* _What is expected_: Count up the lines below in which the string "NaiveDate" appears. The reply should be that number alone.

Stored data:

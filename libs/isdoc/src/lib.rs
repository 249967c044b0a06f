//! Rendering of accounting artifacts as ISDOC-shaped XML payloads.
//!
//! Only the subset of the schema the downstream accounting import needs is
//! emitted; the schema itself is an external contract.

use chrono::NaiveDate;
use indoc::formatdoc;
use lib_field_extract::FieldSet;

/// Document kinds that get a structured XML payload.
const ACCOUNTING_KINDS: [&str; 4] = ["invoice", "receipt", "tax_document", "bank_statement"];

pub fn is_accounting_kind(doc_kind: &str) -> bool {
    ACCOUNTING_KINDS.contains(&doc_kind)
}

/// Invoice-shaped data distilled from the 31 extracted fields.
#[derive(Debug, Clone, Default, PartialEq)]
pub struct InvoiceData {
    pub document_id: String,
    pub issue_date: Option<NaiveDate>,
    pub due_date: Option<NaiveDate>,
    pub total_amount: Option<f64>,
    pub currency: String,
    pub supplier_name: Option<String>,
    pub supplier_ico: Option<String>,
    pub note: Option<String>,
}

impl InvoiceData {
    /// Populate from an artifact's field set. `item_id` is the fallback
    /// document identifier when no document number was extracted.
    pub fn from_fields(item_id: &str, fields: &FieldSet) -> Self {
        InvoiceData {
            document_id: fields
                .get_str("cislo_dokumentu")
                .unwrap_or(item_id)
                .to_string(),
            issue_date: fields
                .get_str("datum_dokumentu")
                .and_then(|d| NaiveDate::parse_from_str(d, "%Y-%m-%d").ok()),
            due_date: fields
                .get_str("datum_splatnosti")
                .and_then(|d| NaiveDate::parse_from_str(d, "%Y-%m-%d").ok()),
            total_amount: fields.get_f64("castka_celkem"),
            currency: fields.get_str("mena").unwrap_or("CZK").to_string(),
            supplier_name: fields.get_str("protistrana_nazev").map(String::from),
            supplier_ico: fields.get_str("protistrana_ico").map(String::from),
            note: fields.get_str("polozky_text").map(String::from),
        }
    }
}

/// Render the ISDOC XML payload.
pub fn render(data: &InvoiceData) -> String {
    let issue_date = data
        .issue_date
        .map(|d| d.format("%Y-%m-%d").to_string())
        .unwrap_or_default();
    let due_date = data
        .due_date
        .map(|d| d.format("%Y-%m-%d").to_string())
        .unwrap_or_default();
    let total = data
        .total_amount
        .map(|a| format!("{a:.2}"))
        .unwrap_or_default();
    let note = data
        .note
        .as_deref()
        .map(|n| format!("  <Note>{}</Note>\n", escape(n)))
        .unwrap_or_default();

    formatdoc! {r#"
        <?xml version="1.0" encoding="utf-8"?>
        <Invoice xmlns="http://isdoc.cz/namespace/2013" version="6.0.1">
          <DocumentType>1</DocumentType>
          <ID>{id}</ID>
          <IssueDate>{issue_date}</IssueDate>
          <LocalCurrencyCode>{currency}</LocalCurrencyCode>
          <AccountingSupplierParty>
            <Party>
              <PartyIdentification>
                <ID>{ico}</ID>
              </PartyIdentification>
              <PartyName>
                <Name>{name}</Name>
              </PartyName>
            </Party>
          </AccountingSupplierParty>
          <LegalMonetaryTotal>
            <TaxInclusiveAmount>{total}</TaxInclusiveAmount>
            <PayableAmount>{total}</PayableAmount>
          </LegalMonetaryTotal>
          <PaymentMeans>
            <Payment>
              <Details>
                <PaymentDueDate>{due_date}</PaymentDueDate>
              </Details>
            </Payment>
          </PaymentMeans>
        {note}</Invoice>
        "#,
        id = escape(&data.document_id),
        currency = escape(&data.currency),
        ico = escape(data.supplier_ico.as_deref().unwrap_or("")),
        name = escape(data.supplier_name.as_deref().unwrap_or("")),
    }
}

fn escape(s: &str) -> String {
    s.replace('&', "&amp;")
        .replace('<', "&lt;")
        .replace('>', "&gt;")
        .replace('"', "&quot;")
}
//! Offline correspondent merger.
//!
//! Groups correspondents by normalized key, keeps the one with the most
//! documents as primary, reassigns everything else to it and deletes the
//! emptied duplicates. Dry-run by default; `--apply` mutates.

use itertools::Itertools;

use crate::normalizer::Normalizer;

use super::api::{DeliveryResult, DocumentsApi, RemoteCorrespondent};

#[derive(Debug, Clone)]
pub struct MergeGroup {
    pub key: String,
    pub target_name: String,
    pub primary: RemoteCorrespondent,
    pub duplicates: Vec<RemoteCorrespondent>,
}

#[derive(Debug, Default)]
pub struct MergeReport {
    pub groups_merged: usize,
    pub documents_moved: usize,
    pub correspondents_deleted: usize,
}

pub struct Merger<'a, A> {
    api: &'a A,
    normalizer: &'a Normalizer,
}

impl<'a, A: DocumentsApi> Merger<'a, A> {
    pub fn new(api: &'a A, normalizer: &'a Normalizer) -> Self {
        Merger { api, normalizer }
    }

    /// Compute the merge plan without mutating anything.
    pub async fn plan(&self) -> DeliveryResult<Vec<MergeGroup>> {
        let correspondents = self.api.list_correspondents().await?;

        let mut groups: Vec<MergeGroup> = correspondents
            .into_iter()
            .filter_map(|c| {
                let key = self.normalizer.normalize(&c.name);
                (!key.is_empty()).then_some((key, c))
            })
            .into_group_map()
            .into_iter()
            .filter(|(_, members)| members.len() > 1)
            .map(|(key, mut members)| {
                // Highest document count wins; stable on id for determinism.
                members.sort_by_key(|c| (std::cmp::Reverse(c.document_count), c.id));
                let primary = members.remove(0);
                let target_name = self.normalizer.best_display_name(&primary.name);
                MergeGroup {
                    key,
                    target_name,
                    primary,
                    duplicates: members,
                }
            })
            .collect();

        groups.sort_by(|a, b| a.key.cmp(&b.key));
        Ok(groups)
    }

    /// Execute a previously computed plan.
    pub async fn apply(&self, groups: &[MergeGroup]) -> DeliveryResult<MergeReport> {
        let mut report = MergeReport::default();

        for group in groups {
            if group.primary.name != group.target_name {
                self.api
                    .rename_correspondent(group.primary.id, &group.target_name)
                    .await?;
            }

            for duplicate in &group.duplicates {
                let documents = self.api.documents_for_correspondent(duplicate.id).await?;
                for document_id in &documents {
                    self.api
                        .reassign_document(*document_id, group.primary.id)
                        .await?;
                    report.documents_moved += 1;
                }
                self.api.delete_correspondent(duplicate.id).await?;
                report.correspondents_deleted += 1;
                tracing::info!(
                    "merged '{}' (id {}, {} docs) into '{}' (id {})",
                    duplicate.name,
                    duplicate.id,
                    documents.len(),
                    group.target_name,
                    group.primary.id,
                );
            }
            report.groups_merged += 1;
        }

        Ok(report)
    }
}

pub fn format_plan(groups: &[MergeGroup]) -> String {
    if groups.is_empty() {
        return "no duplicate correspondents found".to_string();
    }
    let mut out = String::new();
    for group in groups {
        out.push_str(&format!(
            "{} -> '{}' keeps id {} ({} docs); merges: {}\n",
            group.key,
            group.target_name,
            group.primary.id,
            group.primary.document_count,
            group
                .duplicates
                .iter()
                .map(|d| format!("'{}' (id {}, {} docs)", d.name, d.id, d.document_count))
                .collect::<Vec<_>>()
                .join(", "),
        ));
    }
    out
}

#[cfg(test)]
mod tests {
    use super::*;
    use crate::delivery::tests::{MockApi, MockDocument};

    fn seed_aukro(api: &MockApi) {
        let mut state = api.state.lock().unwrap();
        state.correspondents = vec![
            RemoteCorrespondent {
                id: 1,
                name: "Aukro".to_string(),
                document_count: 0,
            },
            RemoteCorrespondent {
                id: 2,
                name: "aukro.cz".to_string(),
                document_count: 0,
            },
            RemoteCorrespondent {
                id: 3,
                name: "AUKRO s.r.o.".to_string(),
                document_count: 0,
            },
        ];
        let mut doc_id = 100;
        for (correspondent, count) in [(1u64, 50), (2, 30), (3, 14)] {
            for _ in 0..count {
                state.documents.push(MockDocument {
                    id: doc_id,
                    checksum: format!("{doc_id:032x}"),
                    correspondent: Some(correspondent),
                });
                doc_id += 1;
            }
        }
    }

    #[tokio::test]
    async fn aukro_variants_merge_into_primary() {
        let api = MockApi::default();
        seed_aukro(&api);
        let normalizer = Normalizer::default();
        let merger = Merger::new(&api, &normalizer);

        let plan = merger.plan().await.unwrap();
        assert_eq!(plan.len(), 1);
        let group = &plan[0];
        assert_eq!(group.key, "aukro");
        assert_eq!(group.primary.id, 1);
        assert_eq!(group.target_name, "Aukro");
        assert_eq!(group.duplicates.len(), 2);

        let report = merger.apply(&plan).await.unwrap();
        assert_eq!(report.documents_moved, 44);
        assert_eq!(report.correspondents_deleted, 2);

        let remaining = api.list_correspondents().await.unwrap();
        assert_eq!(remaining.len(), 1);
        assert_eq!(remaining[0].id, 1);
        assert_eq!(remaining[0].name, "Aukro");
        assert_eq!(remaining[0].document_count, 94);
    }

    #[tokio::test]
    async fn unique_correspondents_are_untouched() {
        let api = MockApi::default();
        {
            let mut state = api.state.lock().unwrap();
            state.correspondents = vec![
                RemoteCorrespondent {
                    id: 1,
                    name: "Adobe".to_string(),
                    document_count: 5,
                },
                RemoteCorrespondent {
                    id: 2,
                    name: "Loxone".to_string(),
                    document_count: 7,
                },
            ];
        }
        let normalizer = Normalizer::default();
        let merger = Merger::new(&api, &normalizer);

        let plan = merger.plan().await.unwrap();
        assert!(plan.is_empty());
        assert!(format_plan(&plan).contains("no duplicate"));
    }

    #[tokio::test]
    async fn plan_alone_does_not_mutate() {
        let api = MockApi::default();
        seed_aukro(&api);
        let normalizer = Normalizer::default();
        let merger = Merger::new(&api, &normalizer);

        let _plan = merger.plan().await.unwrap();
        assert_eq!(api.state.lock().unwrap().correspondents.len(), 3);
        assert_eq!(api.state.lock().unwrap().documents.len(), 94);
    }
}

* _Completed exercise_: 5